Third, McGowan shared data from the CDC that shows Americans are experiencing more depression and/or anxiety: over 40% today versus 6-8% before the pandemic.  We have an emerging mental health crisis that is (or certainly will) impact our organizations.

Separate – but possibly related – people are checking out: over 4 million people resigned in August alone (nearly 3% of the workforce), and Microsoft estimates that up to 40% of US workers may resign in the next 12 months. Whether it’s stress, burnout, “pandemic epiphanies,” employer dissatisfaction, or for other reasons, the “Great Resignation” as it’s now called is causing workforce shortages in most if not all sectors and industries, causing severe capacity constraints, service disruptions, and impact to profitability.  Many predict that this situation may last a decade.

Implications:

  • Leaders must now reconsider how they process information and make decisions, appreciating diverse perspectives and leveraging the collective knowledge of their teams. 
  • Organizations need to value collaboration over competition: the collective intelligence – the blending of skills is what will create future success.  Therefore, performance management and career advancement systems need to reward collaboration and discovery over a competitive zero-sum game.
  • In other words, leaders need to create what Dr. Amy Edmonson of Harvard has called “psychologically safe” work environments – those that focus on dependability/accountability, clarity, meaning, and purpose.  Workers need to feel safe to speak up, challenge assumptions, and take risks without the fear of reprisal.
  • Organizations need to be more comfortable in allowing employees to focus on outputs, not input (time, or punching the clock).  Allow your team to work wherever, whenever they prefer to, so long as they are achieving their goals and producing value.
  • Organizational structures will continue to change, shifting from rigid hierarchies to more fluid teams, task forces, and even “free agents” (those temporary 1099 employees who come in temporarily to help solve problems by lending specific expertise to the organization).
  • Organizations should invest in more services that support their workforce’s mental health.  In addition, if humans are organizations’ greatest assets, they should start viewing mental health services as a benefit to the organization as much as it is to the individual employee.
  • Organizations should shift to valuing human wellness and human potential as much (or more so) than valuing products and tangible assets.

Where We Work

McGowan didn’t have a great deal to share about where work gets done.  In fact, she says the transition we’re currently in will take a few years to sort out.  But she did declare that virtual (or hybrid) work models are here to stay – that working from home (or quite possibly some sort of technology-enabled metaverse, though that certainly remains to be seen) will likely forever change where work gets done.
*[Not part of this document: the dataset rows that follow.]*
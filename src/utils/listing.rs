use chrono::{DateTime, FixedOffset};
use serde_json::{Map, Value};
use thiserror::Error;
use tracing::{debug, info};

use crate::models::listing::{DateRange, ListParams};
use crate::models::resource::{FilterParam, ResourceSpec};
use crate::store::{Document, DocumentStore, Filter, FindOptions, StoreError};

#[derive(Error, Debug, PartialEq)]
pub enum ListingError {
    #[error("limit must be a positive integer, got {0}")]
    NonPositiveLimit(i64),

    #[error("unknown dateRange `{0}`, expected all, today, week or month")]
    UnknownDateRange(String),
}

/// A listing query after normalization, ready to run against the store.
#[derive(Debug, PartialEq)]
pub enum ListRequest {
    Distinct,
    Find { filter: Filter, options: FindOptions },
}

#[derive(Debug)]
pub enum Listing {
    Records(Vec<Document>),
    Distinct(Vec<String>),
}

impl Listing {
    pub fn into_json(self, spec: &ResourceSpec) -> Value {
        match self {
            Listing::Records(records) => {
                Value::Array(records.into_iter().map(Value::Object).collect())
            }
            Listing::Distinct(values) => {
                let mut body = Map::new();
                body.insert(
                    spec.distinct_key.to_string(),
                    Value::Array(values.into_iter().map(Value::String).collect()),
                );
                Value::Object(body)
            }
        }
    }
}

fn present(raw: &Option<String>) -> Option<&str> {
    raw.as_deref().map(str::trim).filter(|v| !v.is_empty())
}

/// Unparseable input means no limit; parsed values must be positive.
pub fn parse_limit(raw: Option<&str>) -> Result<Option<usize>, ListingError> {
    let Some(raw) = raw else {
        return Ok(None);
    };
    match raw.parse::<i64>() {
        Ok(n) if n > 0 => Ok(Some(n as usize)),
        Ok(n) => Err(ListingError::NonPositiveLimit(n)),
        Err(_) => Ok(None),
    }
}

fn raw_param(params: &ListParams, param: FilterParam) -> &Option<String> {
    match param {
        FilterParam::SearchTerm => &params.search_term,
        FilterParam::Used => &params.used,
        FilterParam::Category => &params.category,
        FilterParam::Tag => &params.tag,
        FilterParam::Active => &params.active,
    }
}

pub fn build_request(
    spec: &ResourceSpec,
    params: &ListParams,
    now: DateTime<FixedOffset>,
) -> Result<ListRequest, ListingError> {
    if present(&params.filter_options).is_some_and(|v| matches!(v, "true" | "1")) {
        return Ok(ListRequest::Distinct);
    }

    let mut filter = Filter::new();
    for &param in spec.filters {
        let Some(value) = present(raw_param(params, param)) else {
            continue;
        };
        filter = match param {
            FilterParam::Tag => filter.contains(param.field(), value),
            FilterParam::Used | FilterParam::Active => {
                let flag = value == "true";
                // Records stored without the flag read as its default.
                if spec.read_default(param.field()) == Some(flag) {
                    filter.eq_or_missing(param.field(), flag)
                } else {
                    filter.eq(param.field(), flag)
                }
            }
            FilterParam::SearchTerm | FilterParam::Category => filter.eq(param.field(), value),
        };
    }

    let range = match present(&params.date_range) {
        Some(raw) => DateRange::parse(raw)
            .ok_or_else(|| ListingError::UnknownDateRange(raw.to_string()))?,
        None => DateRange::All,
    };
    if let Some((start, end)) = range.bounds(now) {
        filter = filter.between(spec.timestamp_field, start, end);
    }

    let options = FindOptions {
        sort_desc: Some(spec.timestamp_field.to_string()),
        limit: parse_limit(present(&params.limit))?,
    };
    Ok(ListRequest::Find { filter, options })
}

pub async fn run(
    store: &dyn DocumentStore,
    spec: &ResourceSpec,
    request: ListRequest,
) -> Result<Listing, StoreError> {
    match request {
        ListRequest::Distinct => {
            let values = store
                .distinct(spec.collection, spec.distinct_field)
                .await?;
            info!("Found {} distinct {} values", values.len(), spec.distinct_field);
            Ok(Listing::Distinct(values))
        }
        ListRequest::Find { filter, options } => {
            debug!("Executing {} query with filters: {:?}", spec.name, filter);
            let mut records = store.find(spec.collection, &filter, &options).await?;
            for record in records.iter_mut() {
                spec.normalize(record);
            }
            info!("Found {} {}", records.len(), spec.name);
            Ok(Listing::Records(records))
        }
    }
}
For those who may be skeptical, arguing that it is difficult to establish/cultivate human relationships virtually, McGowan offered two simple counterarguments:

  1. eight of the top 10 populations in the world are social media networks (only two – China and India – are actual places), so it’s clear that we can establish fully online communities and build human relationships virtually, and
  2. a growing number of singles are meeting their future partners online (now 25% of heterosexuals and 70% of LGBTQ).

Her point: if humans are comfortable establishing personal relationships through social media and virtual networks, then we’re likely to be able to establish and maintain professional relationships virtually.

The implications:

  • Hybrid work environments are not the problem, they are the solution.  Leaders and organizations need to reconsider how and where work gets done, allowing their teams a much larger say in work environments and work models moving forward.
  • Leaders need to re-evaluate – and perhaps redesign – many core leadership processes, such as communication, coaching and performance management, culture maintenance, team building and even fun.
  • Organizations should (re)focus on work processes – of how workers create value from turning inputs into valuable outputs – over work places.

Why We Work

The last part of McGowan’s talk focused on why we all work – the centuries-long transition from viewing work as a means of survival to the more modern phase of working for status and identity to what seems to be the current phase of working for purpose and engagement.  Gallup indicates that to lure an engaged worker away today, you’d have to pay 20% more in compensation, which McGowan thinks indicates that other factors have become more important than just pay.  Her hypothesis: factors such as workplace safety; the alignment of personal and organizational values; the ability to make an impact; lifestyle and balance; and the ability to advance in your career are all now far more important than compensation for most people.

The implication, quite simply is:†

  • Leaders need to focus more on the why – of creating an organizational environment that focuses on mission and purpose; of aligning and rewarding behaviors that are consistent with core values; and of striving for true workforce engagement so that their teams are emotionally and intellectually committed to accomplishing the organization’s work, mission, and vision.

In Summary

McGowan left us with a powerful, multi-point closing thought:

  • Our most precious resource is our time – it’s finite, non-renewable, and we all must mindfully manage it.
  • Our most valuable asset is trust – it’s what people buy or buy into.  And we’re always either building or burning trust.
  • Our most essential investment is in our capacity – and not necessarily the ability to do more, but the ability to meet the moment, which means it includes your intellectual and learning capacity, your wellness capacity, your adaptability and resilience.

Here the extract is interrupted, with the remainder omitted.